%%
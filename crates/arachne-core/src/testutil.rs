//! Test utilities: mock implementations of the core traits.
//!
//! Handwritten mocks for dependency injection in unit tests.
//! All mocks use `Arc<Mutex<_>>` for interior mutability, allowing
//! test assertions on recorded calls.

use std::collections::HashMap;
use std::sync::{Arc, Mutex};
use std::time::Duration;

use crate::error::AppError;
use crate::status::{CrawlReport, ExportedFiles};
use crate::traits::{Fetcher, LinkExtractor, ResultSink, TitleExtractor};
use crate::worker::{WorkerEvent, WorkerReporter};

// ---------------------------------------------------------------------------
// MockFetcher
// ---------------------------------------------------------------------------

/// Mock fetcher serving a fixed site keyed by URL.
///
/// Unknown URLs fail with an HTTP 404 error. An optional delay holds every
/// fetch in flight, as a slow server would.
#[derive(Clone, Default)]
pub struct MockFetcher {
    pages: Arc<Mutex<HashMap<String, String>>>,
    delay: Option<Duration>,
    pub fetched: Arc<Mutex<Vec<String>>>,
}

impl MockFetcher {
    pub fn new() -> Self {
        Self::default()
    }

    pub fn with_page(self, url: &str, html: &str) -> Self {
        self.pages
            .lock()
            .unwrap()
            .insert(url.to_string(), html.to_string());
        self
    }

    pub fn with_delay(mut self, delay: Duration) -> Self {
        self.delay = Some(delay);
        self
    }

    pub fn fetch_count(&self, url: &str) -> usize {
        self.fetched
            .lock()
            .unwrap()
            .iter()
            .filter(|u| u.as_str() == url)
            .count()
    }
}

impl Fetcher for MockFetcher {
    async fn fetch(&self, url: &str) -> Result<String, AppError> {
        self.fetched.lock().unwrap().push(url.to_string());
        if let Some(delay) = self.delay {
            tokio::time::sleep(delay).await;
        }
        self.pages
            .lock()
            .unwrap()
            .get(url)
            .cloned()
            .ok_or_else(|| AppError::HttpError(format!("HTTP 404 for {url}")))
    }
}

// ---------------------------------------------------------------------------
// MockLinkExtractor
// ---------------------------------------------------------------------------

/// Mock link extractor that picks up every `href="..."` attribute verbatim.
#[derive(Clone, Default)]
pub struct MockLinkExtractor;

impl LinkExtractor for MockLinkExtractor {
    fn extract_links(&self, html: &str) -> Vec<String> {
        html.split("href=\"")
            .skip(1)
            .filter_map(|rest| rest.split('"').next())
            .map(str::to_string)
            .collect()
    }
}

// ---------------------------------------------------------------------------
// MockTitleExtractor
// ---------------------------------------------------------------------------

/// Mock title extractor reading the first `<title>` or `<h1>` element.
#[derive(Clone, Default)]
pub struct MockTitleExtractor;

impl MockTitleExtractor {
    fn element(html: &str, tag: &str) -> Option<String> {
        let open = format!("<{tag}>");
        let close = format!("</{tag}>");
        let start = html.find(&open)? + open.len();
        let end = html[start..].find(&close)? + start;
        let text = html[start..end].trim();
        (!text.is_empty()).then(|| text.to_string())
    }
}

impl TitleExtractor for MockTitleExtractor {
    fn extract_title(&self, html: &str) -> Option<String> {
        Self::element(html, "title").or_else(|| Self::element(html, "h1"))
    }
}

// ---------------------------------------------------------------------------
// MockSink
// ---------------------------------------------------------------------------

/// Mock sink recording every exported report.
#[derive(Clone, Default)]
pub struct MockSink {
    pub reports: Arc<Mutex<Vec<CrawlReport>>>,
    error: Arc<Mutex<Option<AppError>>>,
}

impl MockSink {
    pub fn new() -> Self {
        Self::default()
    }

    /// Sink whose next export fails.
    pub fn with_error(error: AppError) -> Self {
        Self {
            reports: Arc::new(Mutex::new(Vec::new())),
            error: Arc::new(Mutex::new(Some(error))),
        }
    }

    pub fn last_report(&self) -> Option<CrawlReport> {
        self.reports.lock().unwrap().last().cloned()
    }
}

impl ResultSink for MockSink {
    async fn export(&self, report: &CrawlReport) -> Result<ExportedFiles, AppError> {
        if let Some(e) = self.error.lock().unwrap().take() {
            return Err(e);
        }
        self.reports.lock().unwrap().push(report.clone());
        Ok(ExportedFiles {
            csv_filename: Some("mock.csv".into()),
            txt_filename: Some("mock.txt".into()),
            json_filename: Some("mock.json".into()),
        })
    }
}

// ---------------------------------------------------------------------------
// RecordingReporter
// ---------------------------------------------------------------------------

/// Worker reporter that keeps a one-line description of every event.
#[derive(Clone, Default)]
pub struct RecordingReporter {
    pub events: Arc<Mutex<Vec<String>>>,
}

impl RecordingReporter {
    pub fn count(&self, prefix: &str) -> usize {
        self.events
            .lock()
            .unwrap()
            .iter()
            .filter(|e| e.starts_with(prefix))
            .count()
    }
}

impl WorkerReporter for RecordingReporter {
    fn report(&self, event: WorkerEvent<'_>) {
        let line = match event {
            WorkerEvent::Started { role, .. } => format!("started {role}"),
            WorkerEvent::Idle => "idle".to_string(),
            WorkerEvent::Processing { url, .. } => format!("processing {url}"),
            WorkerEvent::Duplicate { url } => format!("duplicate {url}"),
            WorkerEvent::FetchFailed { url, .. } => format!("fetch_failed {url}"),
            WorkerEvent::Explored { url, new_links } => format!("explored {url} {new_links}"),
            WorkerEvent::Extracted { url, title } => format!("extracted {url} {title}"),
            WorkerEvent::Progress { processed, .. } => format!("progress {processed}"),
            WorkerEvent::MalformedItem { .. } => "malformed".to_string(),
            WorkerEvent::BrokerUnavailable { .. } => "broker_unavailable".to_string(),
            WorkerEvent::ItemFailed { .. } => "item_failed".to_string(),
            WorkerEvent::Stopped { processed, .. } => format!("stopped {processed}"),
        };
        self.events.lock().unwrap().push(line);
    }
}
%%
Work order: Write out the entries in full, exactly as given.

Result of this task:
filename crates/arachne-core/src/testutil.rs
//! Test utilities: mock implementations of the core traits.
//!
//! Handwritten mocks for dependency injection in unit tests.
//! All mocks use `Arc<Mutex<_>>` for interior mutability, allowing
//! test assertions on recorded calls.

use std::collections::HashMap;
use std::sync::{Arc, Mutex};
use std::time::Duration;

use crate::error::AppError;
use crate::status::{CrawlReport, ExportedFiles};
use crate::traits::{Fetcher, LinkExtractor, ResultSink, TitleExtractor};
use crate::worker::{WorkerEvent, WorkerReporter};

// ---------------------------------------------------------------------------
// MockFetcher
// ---------------------------------------------------------------------------

/// Mock fetcher serving a fixed site keyed by URL.
///
/// Unknown URLs fail with an HTTP 404 error. An optional delay holds every
/// fetch in flight, as a slow server would.
#[derive(Clone, Default)]
pub struct MockFetcher {
    pages: Arc<Mutex<HashMap<String, String>>>,
    delay: Option<Duration>,
    pub fetched: Arc<Mutex<Vec<String>>>,
}

impl MockFetcher {
    pub fn new() -> Self {
        Self::default()
    }

    pub fn with_page(self, url: &str, html: &str) -> Self {
        self.pages
            .lock()
            .unwrap()
            .insert(url.to_string(), html.to_string());
        self
    }

    pub fn with_delay(mut self, delay: Duration) -> Self {
        self.delay = Some(delay);
        self
    }

    pub fn fetch_count(&self, url: &str) -> usize {
        self.fetched
            .lock()
            .unwrap()
            .iter()
            .filter(|u| u.as_str() == url)
            .count()
    }
}

impl Fetcher for MockFetcher {
    async fn fetch(&self, url: &str) -> Result<String, AppError> {
        self.fetched.lock().unwrap().push(url.to_string());
        if let Some(delay) = self.delay {
            tokio::time::sleep(delay).await;
        }
        self.pages
            .lock()
            .unwrap()
            .get(url)
            .cloned()
            .ok_or_else(|| AppError::HttpError(format!("HTTP 404 for {url}")))
    }
}

// ---------------------------------------------------------------------------
// MockLinkExtractor
// ---------------------------------------------------------------------------

/// Mock link extractor that picks up every `href="..."` attribute verbatim.
#[derive(Clone, Default)]
pub struct MockLinkExtractor;

impl LinkExtractor for MockLinkExtractor {
    fn extract_links(&self, html: &str) -> Vec<String> {
        html.split("href=\"")
            .skip(1)
            .filter_map(|rest| rest.split('"').next())
            .map(str::to_string)
            .collect()
    }
}

// ---------------------------------------------------------------------------
// MockTitleExtractor
// ---------------------------------------------------------------------------

/// Mock title extractor reading the first `<title>` or `<h1>` element.
#[derive(Clone, Default)]
pub struct MockTitleExtractor;

impl MockTitleExtractor {
    fn element(html: &str, tag: &str) -> Option<String> {
        let open = format!("<{tag}>");
        let close = format!("</{tag}>");
        let start = html.find(&open)? + open.len();
        let end = html[start..].find(&close)? + start;
        let text = html[start..end].trim();
        (!text.is_empty()).then(|| text.to_string())
    }
}

impl TitleExtractor for MockTitleExtractor {
    fn extract_title(&self, html: &str) -> Option<String> {
        Self::element(html, "title").or_else(|| Self::element(html, "h1"))
    }
}

// ---------------------------------------------------------------------------
// MockSink
// ---------------------------------------------------------------------------

/// Mock sink recording every exported report.
#[derive(Clone, Default)]
pub struct MockSink {
    pub reports: Arc<Mutex<Vec<CrawlReport>>>,
    error: Arc<Mutex<Option<AppError>>>,
}

impl MockSink {
    pub fn new() -> Self {
        Self::default()
    }

    /// Sink whose next export fails.
    pub fn with_error(error: AppError) -> Self {
        Self {
            reports: Arc::new(Mutex::new(Vec::new())),
            error: Arc::new(Mutex::new(Some(error))),
        }
    }

    pub fn last_report(&self) -> Option<CrawlReport> {
        self.reports.lock().unwrap().last().cloned()
    }
}

impl ResultSink for MockSink {
    async fn export(&self, report: &CrawlReport) -> Result<ExportedFiles, AppError> {
        if let Some(e) = self.error.lock().unwrap().take() {
            return Err(e);
        }
        self.reports.lock().unwrap().push(report.clone());
        Ok(ExportedFiles {
            csv_filename: Some("mock.csv".into()),
            txt_filename: Some("mock.txt".into()),
            json_filename: Some("mock.json".into()),
        })
    }
}

// ---------------------------------------------------------------------------
// RecordingReporter
// ---------------------------------------------------------------------------

/// Worker reporter that keeps a one-line description of every event.
#[derive(Clone, Default)]
pub struct RecordingReporter {
    pub events: Arc<Mutex<Vec<String>>>,
}

impl RecordingReporter {
    pub fn count(&self, prefix: &str) -> usize {
        self.events
            .lock()
            .unwrap()
            .iter()
            .filter(|e| e.starts_with(prefix))
            .count()
    }
}

impl WorkerReporter for RecordingReporter {
    fn report(&self, event: WorkerEvent<'_>) {
        let line = match event {
            WorkerEvent::Started { role, .. } => format!("started {role}"),
            WorkerEvent::Idle => "idle".to_string(),
            WorkerEvent::Processing { url, .. } => format!("processing {url}"),
            WorkerEvent::Duplicate { url } => format!("duplicate {url}"),
            WorkerEvent::FetchFailed { url, .. } => format!("fetch_failed {url}"),
            WorkerEvent::Explored { url, new_links } => format!("explored {url} {new_links}"),
            WorkerEvent::Extracted { url, title } => format!("extracted {url} {title}"),
            WorkerEvent::Progress { processed, .. } => format!("progress {processed}"),
            WorkerEvent::MalformedItem { .. } => "malformed".to_string(),
            WorkerEvent::BrokerUnavailable { .. } => "broker_unavailable".to_string(),
            WorkerEvent::ItemFailed { .. } => "item_failed".to_string(),
            WorkerEvent::Stopped { processed, .. } => format!("stopped {processed}"),
        };
        self.events.lock().unwrap().push(line);
    }
}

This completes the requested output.